O investimento na educação sexual para travar a violência contra mulheres, assim como uma mais assertiva reivindicação dos direitos transversais a todas as mulheres na área da saúde, por exemplo, é também um dos caminhos que precisam de ser percorridos para termos cidades mais inclusivas para as mulheres. “As questões de maternidade, por exemplo, são profundamente centrais, porque as questões ligadas com a decisão de ter, ou não, filhos ainda representam uma forte violência para a mulher”, explica Diana Pinto. “Até à campanha da Liga Feminsta do Porto, em 2021, e desde a legalização do aborto em 2007, não se reivindicava a extensão do prazo legal de acesso ao IVG (Interrupção Voluntária da Gravidez) legal em Portugal. Apesar de sabermos que, a nível europeu, somos dos países com um prazo mais reduzido de IVG legal (até às 10 semanas). É manifestamente insuficiente. Todos os anos, cerca de 500 mulheres têm de ir a Espanha para acederem a uma IVG. Adicionalmente, sabemos que existem áreas inteiras no país, nomeadamente o Alto Alentejo, onde é impossível aceder ao procedimento porque todos os hospitais alegam objeção de consciência e não existe uma obrigatoriedade em todos os hospitais em ter, pelo menos, um médico que realize o procedimento.
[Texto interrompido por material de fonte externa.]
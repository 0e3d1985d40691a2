//! Tests for the financial report.

use chrono::NaiveDate;
use proptest::prelude::*;
use rust_decimal::Decimal;
use rust_decimal_macros::dec;
use vendora_shared::config::IngredientCatalog;

use super::{FinanceBucket, FinancialReport, FinancialReportBuilder};
use crate::aggregation::Period;
use crate::test_support::{Tx, at};
use crate::transaction::{DeliveryStatus, PaymentStatus, PaymentType, TransactionRecord};

fn march() -> Period {
    Period::new(
        NaiveDate::from_ymd_opt(2024, 3, 1).unwrap(),
        NaiveDate::from_ymd_opt(2024, 3, 31).unwrap(),
    )
}

fn catalog() -> IngredientCatalog {
    let mut catalog = IngredientCatalog::default();
    catalog.prices.insert("coffee".to_string(), dec!(100));
    catalog.prices.insert("cup".to_string(), dec!(50));
    catalog.package_sizes.insert("cup".to_string(), dec!(100));
    catalog
}

fn build(records: &[TransactionRecord]) -> FinancialReport {
    FinancialReportBuilder::build(records, &march(), &catalog())
}

#[test]
fn test_empty_report_is_zero_filled() {
    let report = build(&[]);

    assert_eq!(report.summary.period_days, 31);
    assert_eq!(report.summary.orders.total, 0);
    assert_eq!(report.summary.orders.success_rate, Decimal::ZERO);
    assert_eq!(report.summary.finance.margin_percent, Decimal::ZERO);
    assert_eq!(report.summary.finance.orders_per_day, Decimal::ZERO);
    assert!(report.monthly.is_empty());
    assert!(report.ingredients.lines.is_empty());
    assert!(report.failed_deliveries.is_empty());
}

#[test]
fn test_order_counts_and_success_rate() {
    let mut records: Vec<TransactionRecord> = (0..100u32)
        .map(|i| {
            Tx::new(u128::from(i), dec!(1000))
                .machine(u128::from(i % 3))
                .at(at(2024, 3, 1 + i % 28, 10))
                .build()
        })
        .collect();
    for record in records.iter_mut().take(8) {
        record.delivery_status = DeliveryStatus::Failed;
    }

    let report = build(&records);
    let orders = report.summary.orders;
    assert_eq!(orders.total, 100);
    assert_eq!(orders.successful, 92);
    assert_eq!(orders.failed, 8);
    assert_eq!(orders.success_rate, dec!(92));
    assert_eq!(report.failed_deliveries.len(), 8);
    assert_eq!(report.machines.len(), 3);
}

#[test]
fn test_revenue_counts_all_orders_cost_only_successful() {
    let records = vec![
        Tx::new(1, dec!(5000)).cost(dec!(2000)).build(),
        Tx::new(2, dec!(3000))
            .cost(dec!(1000))
            .delivery(DeliveryStatus::NotDelivered)
            .build(),
        Tx::new(3, dec!(2000))
            .ingredient("coffee", dec!(5))
            .ingredient("cup", dec!(1))
            .build(),
    ];
    let report = build(&records);
    let finance = report.summary.finance;

    assert_eq!(finance.revenue, dec!(10000));
    assert_eq!(finance.cost_of_goods, dec!(2550));
    assert_eq!(finance.gross_profit, dec!(7450));
    assert_eq!(finance.margin_percent, dec!(74.50));
    assert_eq!(finance.average_check, dec!(3333.33));
    assert_eq!(finance.orders_per_day, dec!(0.10));
}

#[test]
fn test_machine_rows_carry_revenue_share() {
    let records = vec![
        Tx::new(1, dec!(750)).machine(1).build(),
        Tx::new(2, dec!(250)).machine(2).build(),
    ];
    let report = build(&records);

    assert_eq!(report.machines[0].label, "VM-001");
    assert_eq!(report.machines[0].revenue_percent, Some(dec!(75)));
    assert_eq!(report.machines[1].revenue_percent, Some(dec!(25)));
    assert!(report.monthly[0].revenue_percent.is_none());
}

#[test]
fn test_ingredient_consumption_groups() {
    let records = vec![
        Tx::new(1, dec!(100))
            .at(at(2024, 3, 1, 8))
            .ingredient("coffee", dec!(7))
            .ingredient("cup", dec!(1))
            .build(),
        Tx::new(2, dec!(100))
            .at(at(2024, 3, 2, 8))
            .machine(2)
            .ingredient("coffee", dec!(8))
            .ingredient("cup", dec!(1))
            .ingredient("lid", dec!(1))
            .build(),
        Tx::new(3, dec!(100))
            .at(at(2024, 3, 2, 9))
            .ingredient("coffee", dec!(100))
            .delivery(DeliveryStatus::Failed)
            .build(),
    ];
    let report = build(&records);
    let ingredients = &report.ingredients;

    let names: Vec<&str> = ingredients.lines.iter().map(|l| l.ingredient.as_str()).collect();
    assert_eq!(names, vec!["coffee", "cup", "lid"]);
    assert_eq!(ingredients.lines[0].quantity, dec!(15));
    assert_eq!(ingredients.lines[0].cost, dec!(1500));
    assert_eq!(ingredients.lines[1].packages_used, Some(dec!(1)));
    assert_eq!(ingredients.lines[2].unit_price, None);
    assert_eq!(ingredients.total_cost, dec!(1600));
    assert_eq!(ingredients.unpriced, vec!["lid".to_string()]);

    assert_eq!(ingredients.by_month.len(), 1);
    assert_eq!(ingredients.by_day.len(), 2);
    assert_eq!(ingredients.by_machine.len(), 2);
    assert_eq!(ingredients.by_machine[0].label, "VM-001");
    assert_eq!(ingredients.by_machine[0].total_cost, dec!(750));
}

#[test]
fn test_failure_audit_sorted_by_time() {
    let records = vec![
        Tx::new(9, dec!(100))
            .at(at(2024, 3, 2, 8))
            .delivery(DeliveryStatus::Failed)
            .build(),
        Tx::new(3, dec!(100))
            .at(at(2024, 3, 1, 8))
            .delivery(DeliveryStatus::Cancelled)
            .paid_by(PaymentType::Qr)
            .build(),
        Tx::new(2, dec!(100))
            .at(at(2024, 3, 2, 8))
            .delivery(DeliveryStatus::Unknown)
            .status(PaymentStatus::Refunded)
            .build(),
        Tx::new(4, dec!(100)).build(),
    ];
    let report = build(&records);
    let audit = &report.failed_deliveries;

    assert_eq!(audit.len(), 3);
    assert_eq!(audit[0].status, DeliveryStatus::Cancelled);
    assert_eq!(audit[0].payment_type, PaymentType::Qr);
    assert_eq!(audit[1].status, DeliveryStatus::Unknown);
    assert_eq!(audit[2].status, DeliveryStatus::Failed);
    assert_eq!(audit[0].machine_code, "VM-001");
    assert_eq!(audit[0].product_name, "Espresso");
}

#[test]
fn test_negative_margin_when_cost_exceeds_revenue() {
    let mut bucket = FinanceBucket::default();
    bucket.add(&Tx::new(1, dec!(100)).cost(dec!(150)).build(), dec!(150));
    assert_eq!(bucket.profit(), dec!(-50));
    assert_eq!(bucket.margin_percent(), dec!(-50));
}

#[test]
fn test_thin_margin_keeps_sign_of_profit() {
    let mut gain = FinanceBucket::default();
    gain.add(&Tx::new(1, dec!(1000)).build(), dec!(999.99));
    assert_eq!(gain.profit(), dec!(0.01));
    assert_eq!(gain.margin_percent(), dec!(0.01));

    let mut loss = FinanceBucket::default();
    loss.add(&Tx::new(2, dec!(1000)).build(), dec!(1000.01));
    assert_eq!(loss.margin_percent(), dec!(-0.01));
}

proptest! {
    /// Margin has the sign of profit whenever revenue is positive.
    #[test]
    fn test_margin_sign(
        rows in prop::collection::vec((0i64..1_000_000, 0i64..2_000_000, any::<bool>()), 0..30)
    ) {
        let records: Vec<TransactionRecord> = rows
            .iter()
            .enumerate()
            .map(|(i, &(amount, cost, delivered))| {
                let tx = Tx::new(i as u128, Decimal::new(amount, 2)).cost(Decimal::new(cost, 2));
                if delivered { tx.build() } else { tx.delivery(DeliveryStatus::Failed).build() }
            })
            .collect();
        let report = build(&records);

        let rows = report
            .monthly
            .iter()
            .chain(&report.daily)
            .chain(&report.machines)
            .chain(&report.products);
        for row in rows {
            if row.revenue.is_zero() {
                prop_assert_eq!(row.margin_percent, Decimal::ZERO);
            } else {
                prop_assert_eq!(
                    row.margin_percent.cmp(&Decimal::ZERO),
                    row.profit.cmp(&Decimal::ZERO)
                );
            }
            prop_assert_eq!(row.successful_count + row.failed_count, row.order_count);
        }
    }
}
Além disso, há um problema de violência obstétrica que muitas mulheres sofrem nos hospitais portugueses.”
“As camadas são múltiplas”, conclui Patrícia Santos Pedrosa. “A definição de políticas públicas mais feministas exige recursos humanos, tempo e dinheiro e as respostas têm de atender à diversidade cultural e etária de cada bairro. Para isso, tem de se ouvir as diferentes vozes, através de associações e com mecanismos para ultrapassar barreiras como a língua.”